Rheumatoid arthritis, also often referred to as RA, is an autoimmune disease that affects a substantial number of people across the UK.
It is essentially a case of the autoimmune system gone awry, as rather than simply attacking problems as it should do, it begins to attack the body’s own healthy cells and tissues.
This is felt most keenly in the joints as when the autoimmune system attacks, the membranes around them become inflamed and painful. The membranes also release enzymes that cause the bone and joint cartilage to wear away and in severe cases, other organs can be affected too. Understand more about this painful disease and discover the help that’s available online and in person.
Finding out more about RA
For many sufferers, it is the hands, feet and wrists that are most affected but other parts of the body can be a problem too. Aside from swelling and painful joints, other symptoms of RA include a general feeling of tiredness and illness. The severity of symptoms also tends to fluctuate over time and when they become worse, this tends to be called a flare-up. It can be impossible to predict when flare-ups will take place making it difficult to plan chores and activities.
Medicine Net offers a huge amount of information about the disease and its various symptoms and issues and is a good place to start if you have questions about the condition. You’ll also find some clear and concise explanations from the NHS and its guide to rheumatoid arthritis. For this particular disease, early and aggressive treatment is best as this can help keep your joints in better condition. Healthline has put together a list of nine early signs and symptoms and if you think you’re suffering from these, make an appointment with your doctor for a medical opinion.
Living with rheumatoid arthritis
If you’ve been diagnosed with RA, you’ll be adjusting to a new way of managing your lifestyle. The NHS has created a guide to living with rheumatoid arthritis which includes some excellent advice for taking control of your self-care and finding ways to minimise pain and disruption to your day-to-day routines. Another useful resources is the National Rheumatoid Arthritis Society, which has also complied an in-depth guide to living with RA, which includes sections devoted to lifestyle, relationships and works and benefits.

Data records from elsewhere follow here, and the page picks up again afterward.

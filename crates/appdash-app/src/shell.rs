//! Interactive command loop over one session

use std::io::{BufRead, Write};
use std::path::PathBuf;
use std::str::FromStr;

use anyhow::Result;
use appdash_core::navigation::{NavigationCommand, View};
use appdash_views::pages::{build_page, Page};
use appdash_views::ExportFormat;

use crate::commands::Session;
use crate::render::render_errors;

const HELP: &str = "\
Commands:
  load <path>...          upload files or directories, replacing the dataset
  view <name>             overview | instance_details | filtered_view | data_table
  type <value>            filter by application type
  instance <value>        filter by instance name
  status <value>          filter by application status
  clear                   drop the active filter
  action <n>              run overview quick action n
  search [text]           set or reset the data table search
  select <instance>       pick the instance on the details page
  errors                  list processing errors
  dismiss                 clear processing errors
  history                 list what happened in this session
  show                    render the current page
  export <csv|json> [dir] export the current view
  help                    this text
  quit                    leave the shell";

/// One parsed shell line
#[derive(Debug, Clone, PartialEq, Eq)]
pub enum ShellCommand {
    Empty,
    Load(Vec<PathBuf>),
    Navigate(NavigationCommand),
    Action(usize),
    Search(Option<String>),
    Select(String),
    Errors,
    Dismiss,
    History,
    Show,
    Export { format: ExportFormat, dir: PathBuf },
    Help,
    Quit,
}

impl FromStr for ShellCommand {
    type Err = String;

    fn from_str(line: &str) -> Result<Self, Self::Err> {
        let line = line.trim();
        let (word, rest) = match line.split_once(char::is_whitespace) {
            Some((word, rest)) => (word, rest.trim()),
            None => (line, ""),
        };

        let value = |what: &str| {
            if rest.is_empty() {
                Err(format!("'{}' needs {}", word, what))
            } else {
                Ok(rest.to_string())
            }
        };

        let command = match word {
            "" => ShellCommand::Empty,
            "load" => {
                let paths: Vec<PathBuf> = rest.split_whitespace().map(PathBuf::from).collect();
                if paths.is_empty() {
                    return Err("'load' needs at least one path".to_string());
                }
                ShellCommand::Load(paths)
            }
            "view" => {
                let view = View::from_key(&value("a view name")?).ok_or_else(|| format!("unknown view '{}'", rest))?;
                ShellCommand::Navigate(NavigationCommand::navigate(view))
            }
            "type" => ShellCommand::Navigate(NavigationCommand::SelectAppType(value("a type")?)),
            "instance" => ShellCommand::Navigate(NavigationCommand::SelectInstance(value("an instance name")?)),
            "status" => ShellCommand::Navigate(NavigationCommand::SelectAppStatus(value("a status")?)),
            "clear" => ShellCommand::Navigate(NavigationCommand::ClearFilter),
            "action" => {
                let n = value("an action number")?
                    .parse::<usize>()
                    .map_err(|_| format!("invalid action number '{}'", rest))?;
                ShellCommand::Action(n)
            }
            "search" => ShellCommand::Search((!rest.is_empty()).then(|| rest.to_string())),
            "select" => ShellCommand::Select(value("an instance name")?),
            "errors" => ShellCommand::Errors,
            "dismiss" => ShellCommand::Dismiss,
            "history" => ShellCommand::History,
            "show" => ShellCommand::Show,
            "export" => {
                let mut parts = rest.split_whitespace();
                let format = parts
                    .next()
                    .ok_or_else(|| "'export' needs a format".to_string())?
                    .parse::<ExportFormat>()?;
                let dir = parts.next().map(PathBuf::from).unwrap_or_else(|| PathBuf::from("."));
                ShellCommand::Export { format, dir }
            }
            "help" | "?" => ShellCommand::Help,
            "quit" | "exit" => ShellCommand::Quit,
            other => return Err(format!("unknown command '{}', try 'help'", other)),
        };
        Ok(command)
    }
}

/// Whether the loop keeps reading
#[derive(Debug, Clone, Copy, PartialEq, Eq)]
pub enum Flow {
    Continue,
    Exit,
}

pub fn execute(session: &mut Session, command: ShellCommand, out: &mut dyn Write) -> Result<Flow> {
    match command {
        ShellCommand::Empty => {}
        ShellCommand::Load(paths) => {
            session.load(&paths, out)?;
        }
        ShellCommand::Navigate(command) => {
            session.dispatch(command, out)?;
            session.show(out)?;
        }
        ShellCommand::Action(n) => {
            let page = build_page(&session.state, &session.request, &session.config.view);
            let Page::Overview(overview) = page else {
                writeln!(out, "Quick actions are only available on the overview page.")?;
                return Ok(Flow::Continue);
            };
            match n.checked_sub(1).and_then(|idx| overview.quick_actions.get(idx)) {
                Some(action) => {
                    session.dispatch(action.command.clone(), out)?;
                    session.show(out)?;
                }
                None => writeln!(out, "No quick action {}.", n)?,
            }
        }
        ShellCommand::Search(term) => {
            session.request.query.search = term;
            session.show(out)?;
        }
        ShellCommand::Select(instance) => {
            session.request.instance = Some(instance);
            session.show(out)?;
        }
        ShellCommand::Errors => render_errors(out, session.state.errors())?,
        ShellCommand::Dismiss => {
            let cleared = session.state.clear_errors();
            writeln!(out, "Dismissed {} error(s).", cleared)?;
        }
        ShellCommand::History => {
            let history = session.history();
            if history.is_empty() {
                writeln!(out, "Nothing has happened yet.")?;
            }
            for activity in history {
                writeln!(out, "  {}  {}", activity.at.format("%H:%M:%S"), activity.event)?;
            }
        }
        ShellCommand::Show => session.show(out)?,
        ShellCommand::Export { format, dir } => {
            if !session.state.has_data() {
                writeln!(out, "Nothing to export, load data first.")?;
            } else {
                session.export(format, &dir, out)?;
            }
        }
        ShellCommand::Help => writeln!(out, "{}", HELP)?,
        ShellCommand::Quit => return Ok(Flow::Exit),
    }
    Ok(Flow::Continue)
}

/// Read commands until `quit` or end of input
///
/// A bad line or a failing command is reported and the loop goes on.
pub fn run<R: BufRead>(session: &mut Session, input: R, out: &mut dyn Write, prompt: bool) -> Result<()> {
    if prompt {
        write!(out, "appdash> ")?;
        out.flush()?;
    }
    for line in input.lines() {
        let line = line?;
        match line.parse::<ShellCommand>() {
            Ok(command) => match execute(session, command, out) {
                Ok(Flow::Exit) => return Ok(()),
                Ok(Flow::Continue) => {}
                Err(err) => {
                    tracing::debug!("Shell command failed: {:#}", err);
                    writeln!(out, "Error: {:#}", err)?;
                }
            },
            Err(message) => writeln!(out, "{}", message)?,
        }
        if prompt {
            write!(out, "appdash> ")?;
            out.flush()?;
        }
    }
    Ok(())
}

#[cfg(test)]
mod tests {
    use super::*;
    use crate::config::DashboardConfig;

    #[test]
    fn test_parse_commands() {
        assert_eq!("".parse::<ShellCommand>(), Ok(ShellCommand::Empty));
        assert_eq!(
            "type  docker ".parse::<ShellCommand>(),
            Ok(ShellCommand::Navigate(NavigationCommand::SelectAppType("docker".into())))
        );
        assert_eq!(
            "instance web server 01".parse::<ShellCommand>(),
            Ok(ShellCommand::Navigate(NavigationCommand::SelectInstance("web server 01".into())))
        );
        assert_eq!(
            "view data_table".parse::<ShellCommand>(),
            Ok(ShellCommand::Navigate(NavigationCommand::navigate(View::DataTable)))
        );
        assert_eq!(
            "load a.json dir".parse::<ShellCommand>(),
            Ok(ShellCommand::Load(vec![PathBuf::from("a.json"), PathBuf::from("dir")]))
        );
        assert_eq!(
            "export json out".parse::<ShellCommand>(),
            Ok(ShellCommand::Export { format: ExportFormat::Json, dir: PathBuf::from("out") })
        );
        assert_eq!("search".parse::<ShellCommand>(), Ok(ShellCommand::Search(None)));
        assert_eq!("action 2".parse::<ShellCommand>(), Ok(ShellCommand::Action(2)));
        assert_eq!("exit".parse::<ShellCommand>(), Ok(ShellCommand::Quit));
        assert_eq!("history".parse::<ShellCommand>(), Ok(ShellCommand::History));
    }

    #[test]
    fn test_parse_errors() {
        assert!("type".parse::<ShellCommand>().is_err());
        assert!("view nowhere".parse::<ShellCommand>().is_err());
        assert!("export xml".parse::<ShellCommand>().is_err());
        assert!("action two".parse::<ShellCommand>().is_err());
        assert!("frobnicate".parse::<ShellCommand>().is_err());
    }

    #[test]
    fn test_session_script() {
        let dir = tempfile::tempdir().unwrap();
        std::fs::write(
            dir.path().join("a.json"),
            r#"{"instance_id": "i-1", "instance_name": "host-a", "applications": [
                {"name": "nginx", "type": "docker"}, {"name": "cron", "type": "service"}]}"#,
        )
        .unwrap();
        std::fs::write(dir.path().join("b.json"), "").unwrap();

        let script = format!(
            "load {dir}\nerrors\nstatus running\nclear\nview overview\naction 3\nexport csv {dir}\ndismiss\nhistory\nquit\nshow\n",
            dir = dir.path().display()
        );
        let mut session = Session::new(DashboardConfig::default());
        let mut out = Vec::new();
        run(&mut session, script.as_bytes(), &mut out, false).unwrap();
        let text = String::from_utf8(out).unwrap();

        assert!(text.contains("Loaded 2 applications from 1 of 2 file(s)"));
        assert!(text.contains("Error processing b.json: File is empty"));
        assert!(text.contains("Warning: No status information available to filter on 'running'"));
        assert!(text.contains("Filtered by type: docker"));
        assert!(dir.path().join("filtered_applications_docker.csv").exists());
        assert!(text.contains("Dismissed 1 error(s)."));
        assert!(session.state.errors().is_empty());
        assert!(text.contains("loaded 2 application(s), 1 file error(s)"));
        assert!(text.contains("Filtered View (type = docker)"));
        assert!(text.contains("cleared 1 error(s)"));
        // nothing after quit runs
        assert_eq!(text.matches("== Filtered View ==").count(), 3);
    }

    #[test]
    fn test_bad_lines_do_not_stop_the_loop() {
        let mut session = Session::new(DashboardConfig::default());
        let mut out = Vec::new();
        run(&mut session, "bogus\nload /definitely/missing.json\nhelp\n".as_bytes(), &mut out, false).unwrap();
        let text = String::from_utf8(out).unwrap();
        assert!(text.contains("unknown command 'bogus'"));
        assert!(text.contains("Error processing missing.json: Could not read file"));
        assert!(text.contains("Error: No valid data found in 1 uploaded file(s)"));
        assert!(text.contains("Commands:"));
    }
}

Heathline has also created another interesting resource – a list of best RA blogs. On this list, you’ll find blogs from real life patients who are happy to share their experiences and personal inspirations. This is a great way to gain some insight into the condition straight from the minds of people who know best. There are also plenty of uplifting and interesting posts that are well worth your consideration.
Don’t feel isolated following a diagnosis; know that there are resources dedicated to helping you and other sufferers willing to share online.